In other scenarios, scholars have advanced alternative explanations that center on the insufficiency of the political context itself to explain judicial behavior, pointing to the influence of sincere judicial preferences either on substantive policy views held by the judges (“outcome” preferences), or their conceptions of the proper scope of judicial intervention in politics (“role preferences”). Indeed, the very first wave of studies on the judicialization of politics worldwide understood that, for judicial participation in politics to happen, judges must have both (i) expansive role preferences and (ii) outcome preferences that do not perfectly match those of the elected political branches (Tate, 1995). If (i) is absent, judges will not consider that they should second-guess decisions made by politicians. According to Couso & Hilbink (2011), this is the case of the Chilean Constitutional Court from its creation to the middle of the 2000s. When (ii) is absent, judges will largely agree with the political branches and therefore not need to challenge their policies. According to Brinks (2004), this is, in part, what we see in Argentina in the 1990s, and to some extent Brazil in the 1990s as well.

These possible combinations have been mapped in many of the existing case studies on Latin American countries. However, while existing studies tend to look for judicial preferences manifesting themselves in how judges use the powers they have, it is also possible that they influence how judges interpret and define the powers they have. In this second case, preferences can become institutional design. Consider, for example, how the first generation of Colombian Constitutional Court justices significantly expanded the (already significant) powers they received from the 1991 Constitution. First, the court granted itself the power to vacate decisions by lower courts by allowing tutela to be filed against judicial decisions; in doing so, it expanded access to its jurisdiction while at the same giving itself an effective mechanism to enforce its views of the constitution on the lower courts (Uprimny, 2006). Second, it expanded the effect of decisions on individual tutelas, announcing that they could have effect beyond the parties of case, depending on certain circumstances (Espinosa & Landau, 2017). Third, it granted itself the power to review the substance of executive decrees related to state of siege provisions of the constitution. Fourth, it fashioned a doctrine of constitutional “unamendability” -the “constitutional replacement doctrine”- and placed itself as the guardian of the substance of constitutional changes17.

The Colombian constitution-makers designed a powerful court, but the first generation of constitutional judges greatly expanded on this already generous blueprint. But restrictive role preferences can have similar impacts on institutional design. In the late 1980s and early 1990s, in a series of cases after the enactment of the new constitution, the SFT interpreted many of their own constitutional powers in restrictive ways. First, they restricted access to the Ações Diretas de Inconstitucionalidade (ADIs), the main abstract review mechanism created by the constitution. They did so by requiring that certain plaintiffs granted standing to use ADIs by the constitutional text actually only challenge laws that had a substantive connection, or “subject-matter pertinence” (pertinência temática), with the plaintiff’s primary institutional activities. In this class of second-class plaintiffs, the SFT placed the only two non-state, strictly societal actors to which the constitution had granted standing (Arguelhes, 2014)18. Creating such a distinction between plaintiffs makes little sense in a system of abstract constitutional review in which, in theory, the court’s jurisdiction is triggered as an objective defense of the constitutional order against unconstitutional laws, not to protect a given entity’s rights or interests.

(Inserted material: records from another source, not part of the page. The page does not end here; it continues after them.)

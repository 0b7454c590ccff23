// SPDX-License-Identifier: GPL-3.0-only

use clap::{Parser, Subcommand};
use realsense_streaming::constants::app_info;
use std::path::PathBuf;

mod cli;

#[derive(Parser)]
#[command(name = "rs-streaming")]
#[command(about = "Multi-device depth camera streaming service")]
#[command(version = app_info::version())]
struct Cli {
    /// Configuration file (default: platform config dir)
    #[arg(long, global = true)]
    config: Option<PathBuf>,

    /// Override the number of simulated devices
    #[arg(long, global = true)]
    devices: Option<usize>,

    #[command(subcommand)]
    command: Commands,
}

#[derive(Subcommand)]
enum Commands {
    /// List available streams
    List {
        /// Print the stream descriptors as JSON
        #[arg(long)]
        json: bool,
    },

    /// Stream and report frame counts
    Stream {
        /// Stream path such as SIM0000:IR_L (repeatable; default: all streams)
        #[arg(short, long = "stream")]
        streams: Vec<String>,

        /// Streaming duration in seconds
        #[arg(short = 't', long, default_value = "5")]
        seconds: u64,

        /// Manual exposure to apply once streaming
        #[arg(short, long, allow_negative_numbers = true)]
        exposure: Option<i32>,
    },

    /// Show the effective configuration
    Config {
        /// Write the effective configuration to the config file
        #[arg(long)]
        write: bool,
    },
}

fn main() -> Result<(), Box<dyn std::error::Error>> {
    // Initialize logging
    // Set RUST_LOG environment variable to control log level
    // Examples: RUST_LOG=debug, RUST_LOG=realsense_streaming=debug
    tracing_subscriber::fmt()
        .with_env_filter(
            tracing_subscriber::EnvFilter::try_from_default_env()
                .unwrap_or_else(|_| tracing_subscriber::EnvFilter::new("warn")),
        )
        .with_target(true)
        .with_level(true)
        .init();

    let cli = Cli::parse();
    let options = cli::CommonOptions {
        config_path: cli.config,
        devices: cli.devices,
    };

    match cli.command {
        Commands::List { json } => cli::list_streams(&options, json),
        Commands::Stream {
            streams,
            seconds,
            exposure,
        } => cli::stream(&options, &streams, seconds, exposure),
        Commands::Config { write } => cli::show_config(&options, write),
    }
}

Second, they restricted the scope of the ADI by establishing that these lawsuits could not be filed against statutes created before the new constitution (which included all the laws created by the outgoing military dictatorship). The compatibility between pre 1988 statutes and the new constitution could only be challenged within the decentralized system of judicial review, which typically meant starting at trial courts and filing several appeals over several years, before the Court would finally decide on that case. In practice, then, the court drastically changed the design of its own powers: instead of abstract, centralized review, it determined by pre-transitional laws could only be challenged by means of concrete, decentralized review19.

3.2. Building power, using power, and the role of the opposition

Changes in these preferences occur over time as generational changes, judicial career reforms, and alternation of power lead to judicial appointees with different views. In turn, this leads to new frameworks for judicial behavior and can help explain variations in patterns of judicial behavior over time (see, e.g., Nunes, 2010a, 2010b). However, when the preferences of a particular generation become institutional design, future judges might not necessarily be equally able to change these designs back, or to change them to a new arrangement. What are the conditions under which these changes in design can happen? Existing scholarship seems to have treated this question as the equivalent to asking when judges will use their powers in certain ways. Conflating the two questions, however, is problematic.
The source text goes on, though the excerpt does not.